In the process of amending the Personal Income Tax Law, the Ministry of Finance proposed two methods of calculating tax on income from real estate transfers. One is to apply a tax rate of 20% on taxable income (selling price minus total costs related to the real estate). The other is to collect 2% of the transfer price if the purchase price and costs cannot be determined.
The method of calculating tax based on profit is proposed based on a number of bases. Firstly, the 2024 Land Law stipulates that when transferring land use rights, taxable income will be calculated based on the land price in the land price list, with the expectation of encouraging people to record the actual transaction price on the contract. Thereby, it is possible to clearly determine the purchase price and the selling price, thereby effectively applying the method of calculating tax based on profit. However, this provision only applies to the transfer of land use rights, but for transactions of both houses and land, the seller can still declare the incorrect price to reduce tax.
Second, calculating tax based on profits is considered fairer, because it helps reduce tax pressure in cases where people are forced to "sell at a loss". At the same time, this is also the foundation for applying progressive tax rates according to the time of holding real estate, thereby contributing to limiting speculation and promoting sustainable market development.
However, public opinion has expressed concerns about the feasibility of this option.
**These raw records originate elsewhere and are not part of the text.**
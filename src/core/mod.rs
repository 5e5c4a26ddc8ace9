//! Core module containing shared infrastructure components.
//!
//! This module provides the foundational building blocks for the gateway:
//! error handling, configuration, the authentication gate, the server
//! handle, and the HTTP transport layer.

pub mod auth;
pub mod config;
pub mod error;
pub mod server;
pub mod transport;

pub use auth::ApiKeyGate;
pub use config::Config;
pub use error::{Error, Result};
pub use server::McpServer;
pub use transport::HttpTransport;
In fact, Circular 84/2008/TT-BTC previously applied a tax rate of 25% on profits from real estate transfers, but it was ineffective in practice, leading to its abolition in Circular 92/2015/TT-BTC and its replacement by the current unified method of collecting 2% on the transfer price. Tax calculation based on profits has been opposed because it is difficult to accurately determine costs, prone to fraud, and difficult to manage.
Therefore, to successfully apply this method, it is necessary to overcome the limitations that caused the old model to fail. The prerequisite is to build a data system on actual land transaction prices in the locality, which is fully updated, accurate and operates transparently. In addition, it is necessary to synchronize with regulations on transaction procedures and payment methods to force the parties to record the correct price in the contract.
If these basic conditions are not ensured, calculating taxes based on profits will not only be ineffective but can also be exploited, causing losses to the state budget and creating negative impacts on the real estate market.